Baby’s first curse

A couple of days ago, Nate Silver’s new Five Thirty Eight site posted a piece called Baby’s First Profanity, in reference to an academic study that looked at the first time parents remember their children using a word that parents shouldn’t use in front of children.

Here’s a chart that tracks swear words from ages 1-12:

chalabi-curse-words

According to the post:

A study published last year in the American Journal of Psychology collected “data about the emergence of adult like swearing in children.” The authors, Timothy Jay and Kristin Jay, recorded observations of children ages 1 through 12 and adults using taboo utterances, which “were described as offensive words and phrases (e.g. fuck), insults or name calling (e.g. douchebag), and clinical terms (e.g. penis), as well as abusive expressions (e.g. I hate you).”

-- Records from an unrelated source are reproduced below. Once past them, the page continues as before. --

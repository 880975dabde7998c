//! Insight: one structured observation about a file's content.
//!
//! Fields are private so every [`Insight`] in the process has passed
//! validation, whether it was built by the assembler or read back from a
//! store (deserialisation goes through [`Insight::new`] too).

use serde::{Deserialize, Serialize};
use thiserror::Error;

pub const MAX_TITLE_CHARS: usize = 255;
pub const MAX_DESCRIPTION_CHARS: usize = 1000;

/// Why a candidate insight was rejected.
#[derive(Debug, Clone, PartialEq, Error)]
pub enum InsightError {
  #[error("title is {0} characters; the limit is {MAX_TITLE_CHARS}")]
  TitleTooLong(usize),

  #[error("description is {0} characters; the limit is {MAX_DESCRIPTION_CHARS}")]
  DescriptionTooLong(usize),

  #[error("confidence_score {0} is outside [0.0, 1.0]")]
  ConfidenceOutOfRange(f64),
}

#[derive(Debug, Clone, PartialEq, Serialize, Deserialize)]
#[serde(try_from = "RawInsight")]
pub struct Insight {
  title:            String,
  description:      String,
  confidence_score: f64,
  reference_rows:   Vec<u64>,
}

impl Insight {
  pub fn new(
    title: impl Into<String>,
    description: impl Into<String>,
    confidence_score: f64,
    reference_rows: Vec<u64>,
  ) -> Result<Self, InsightError> {
    let title = title.into();
    let description = description.into();

    let title_len = title.chars().count();
    if title_len > MAX_TITLE_CHARS {
      return Err(InsightError::TitleTooLong(title_len));
    }
    let description_len = description.chars().count();
    if description_len > MAX_DESCRIPTION_CHARS {
      return Err(InsightError::DescriptionTooLong(description_len));
    }
    // NaN fails the range check as well.
    if !(0.0..=1.0).contains(&confidence_score) {
      return Err(InsightError::ConfidenceOutOfRange(confidence_score));
    }

    Ok(Self {
      title,
      description,
      confidence_score,
      reference_rows,
    })
  }

  pub fn title(&self) -> &str { &self.title }

  pub fn description(&self) -> &str { &self.description }

  pub fn confidence_score(&self) -> f64 { self.confidence_score }

  pub fn reference_rows(&self) -> &[u64] { &self.reference_rows }
}

/// Wire shape of a persisted insight, before validation.
#[derive(Deserialize)]
struct RawInsight {
  title:            String,
  description:      String,
  confidence_score: f64,
  reference_rows:   Vec<u64>,
}

impl TryFrom<RawInsight> for Insight {
  type Error = InsightError;

  fn try_from(raw: RawInsight) -> Result<Self, Self::Error> {
    Insight::new(
      raw.title,
      raw.description,
      raw.confidence_score,
      raw.reference_rows,
    )
  }
}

The study found that, overall, boys had a slightly larger repertoire of bad words than girls (95 compared to 80). But that repertoire varied by age. By age 3 or 4, girls were using 40 taboo words while boys were using 34; but among 7- and 8-year-olds, boys were using 45, and the number of bad words girls were using slipped down to 25.

Naturally, it made me think back to when I heard my son use his first word that must be censored. He was so young, there’s no way he remembers this happened.

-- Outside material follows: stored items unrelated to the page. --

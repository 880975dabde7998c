//! Insight assembly: turning recovered entries into validated insights.
//!
//! Two paths exist:
//!
//! - [`assemble`] maps structured entries from [`crate::recovery`] field by
//!   field, with defaults for missing fields.
//! - [`assemble_fallback`] is the degraded mode: one synthetic insight per
//!   non-empty line of the raw reply.
//!
//! Both cap output at the requested count. Entries that cannot become a
//! valid [`Insight`] are recorded in [`Assembly::skipped`] instead of
//! failing the batch.

use rand::Rng;
use serde::Deserialize;
use serde_json::Value;
use thiserror::Error;

use crate::{
  insight::{Insight, InsightError, MAX_DESCRIPTION_CHARS},
  recovery::Entry,
};

/// Confidence assigned when an entry omits `confidence_score`.
pub const DEFAULT_CONFIDENCE: f64 = 0.9;

/// Title prefix for insights synthesised by the fallback path.
pub const FALLBACK_TITLE_PREFIX: &str = "AI Insight: ";

/// How many characters of a line the fallback path puts in its title.
const FALLBACK_TITLE_CHARS: usize = 40;

// ─── Mode ────────────────────────────────────────────────────────────────────

/// Which assembly path a generation request uses.
#[derive(Debug, Clone, Copy, PartialEq, Eq, Default, Deserialize)]
#[serde(rename_all = "lowercase")]
pub enum AssemblyMode {
  /// Structured recovery only; a parse failure ends the attempt.
  #[default]
  Structured,
  /// Structured recovery, degrading to the line heuristic on parse failure.
  Fallback,
  /// Always use the line heuristic.
  Heuristic,
}

// ─── Result types ────────────────────────────────────────────────────────────

/// Why an entry was left out of an [`Assembly`].
#[derive(Debug, Clone, PartialEq, Error)]
pub enum SkipReason {
  #[error("field `{field}` has the wrong type (expected {expected})")]
  WrongType {
    field:    &'static str,
    expected: &'static str,
  },

  #[error(transparent)]
  Invalid(#[from] InsightError),
}

#[derive(Debug, Clone, PartialEq)]
pub struct Skipped {
  /// Position of the entry in the (truncated) input.
  pub index:  usize,
  pub reason: SkipReason,
}

/// Outcome of an assembly pass: the insights that validated, and a
/// diagnostic record of everything that did not.
#[derive(Debug, Clone, PartialEq, Default)]
pub struct Assembly {
  pub insights: Vec<Insight>,
  pub skipped:  Vec<Skipped>,
}

impl Assembly {
  fn push(&mut self, index: usize, candidate: Result<Insight, SkipReason>) {
    match candidate {
      Ok(insight) => self.insights.push(insight),
      Err(reason) => {
        tracing::warn!(index, %reason, "skipping insight entry");
        self.skipped.push(Skipped { index, reason });
      }
    }
  }
}

// ─── Structured path ─────────────────────────────────────────────────────────

/// Map recovered entries to insights, never producing more than
/// `requested_count`.
pub fn assemble(entries: Vec<Entry>, requested_count: usize) -> Assembly {
  let mut assembly = Assembly::default();
  for (index, entry) in entries.into_iter().take(requested_count).enumerate() {
    assembly.push(index, map_entry(index, &entry));
  }
  assembly
}

fn map_entry(index: usize, entry: &Entry) -> Result<Insight, SkipReason> {
  let title = match present(entry, "title") {
    None => format!("Insight {}", index + 1),
    Some(v) => v
      .as_str()
      .map(str::to_owned)
      .ok_or(SkipReason::WrongType {
        field:    "title",
        expected: "string",
      })?,
  };

  let description = match present(entry, "description") {
    None => String::new(),
    Some(v) => v
      .as_str()
      .map(str::to_owned)
      .ok_or(SkipReason::WrongType {
        field:    "description",
        expected: "string",
      })?,
  };

  // No coercion: a score sent as "0.8" or a row index sent as 2.0 skips the
  // entry as WrongType.
  let confidence_score = match present(entry, "confidence_score") {
    None => DEFAULT_CONFIDENCE,
    Some(v) => v.as_f64().ok_or(SkipReason::WrongType {
      field:    "confidence_score",
      expected: "number",
    })?,
  };

  let reference_rows = match present(entry, "reference_rows") {
    None => Vec::new(),
    Some(v) => parse_rows(v).ok_or(SkipReason::WrongType {
      field:    "reference_rows",
      expected: "list of non-negative integers",
    })?,
  };

  Ok(Insight::new(
    title,
    description,
    confidence_score,
    reference_rows,
  )?)
}

/// A field counts as present unless it is absent or `null`.
fn present<'a>(entry: &'a Entry, key: &str) -> Option<&'a Value> {
  entry.get(key).filter(|v| !v.is_null())
}

fn parse_rows(value: &Value) -> Option<Vec<u64>> {
  value.as_array()?.iter().map(Value::as_u64).collect()
}

// ─── Fallback path ───────────────────────────────────────────────────────────

/// Synthesise insights from the raw reply, one per non-empty line.
///
/// Confidence is drawn uniformly from `[0.7, 0.99]` and a single reference
/// row from `0..row_bound`. Pass a seeded rng for reproducible output.
pub fn assemble_fallback<R: Rng>(
  raw: &str,
  requested_count: usize,
  row_bound: usize,
  rng: &mut R,
) -> Assembly {
  let row_bound = row_bound.max(1) as u64;
  let mut assembly = Assembly::default();

  let lines = raw
    .lines()
    .map(str::trim)
    .filter(|l| !l.is_empty())
    .take(requested_count);

  for (index, line) in lines.enumerate() {
    let head: String = line.chars().take(FALLBACK_TITLE_CHARS).collect();
    let description: String = line.chars().take(MAX_DESCRIPTION_CHARS).collect();
    let candidate = Insight::new(
      format!("{FALLBACK_TITLE_PREFIX}{head}"),
      description,
      rng.random_range(0.7..=0.99),
      vec![rng.random_range(0..row_bound)],
    );
    assembly.push(index, candidate.map_err(SkipReason::from));
  }
  assembly
}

It happened in the car. He was tiny. Probably wasn’t yet even 2 years old, and didn’t have the most expansive vocabulary on the planet. But he always paid attention to what was going on around him. And one thing I didn’t realize was he was paying attention to me.

Let’s just say, I’m not the calmest driver in the world. I tend to be colorful about drivers who do stupid things, and though I’m considered an extremely low key person, I go into “HULK SMASH!” mode when I’m behind the wheel.

Now, I didn’t realize how bad I was at the time, until the boy made his profound remark.

I was on a road in New Jersey, not far from our home at the time. The kid was in the back seat, in his car seat. I’m driving along, and then all of a sudden, some clown speeds up from behind me, moves to pass and cuts in front of me with zero room to spare. I hit the brakes, no accident happens, but it’s an abrupt move.

I quickly look in the rear view mirror to make sure the kid is OK, and then from the back seat, a little voice yells, “FUCK!!!”

Now, here’s the thing. My first thought wasn’t, “where did he learn that?” The answer was obvious.

No, my first thought was, “Wow. That was exactly the right thing to say at exactly the right time.”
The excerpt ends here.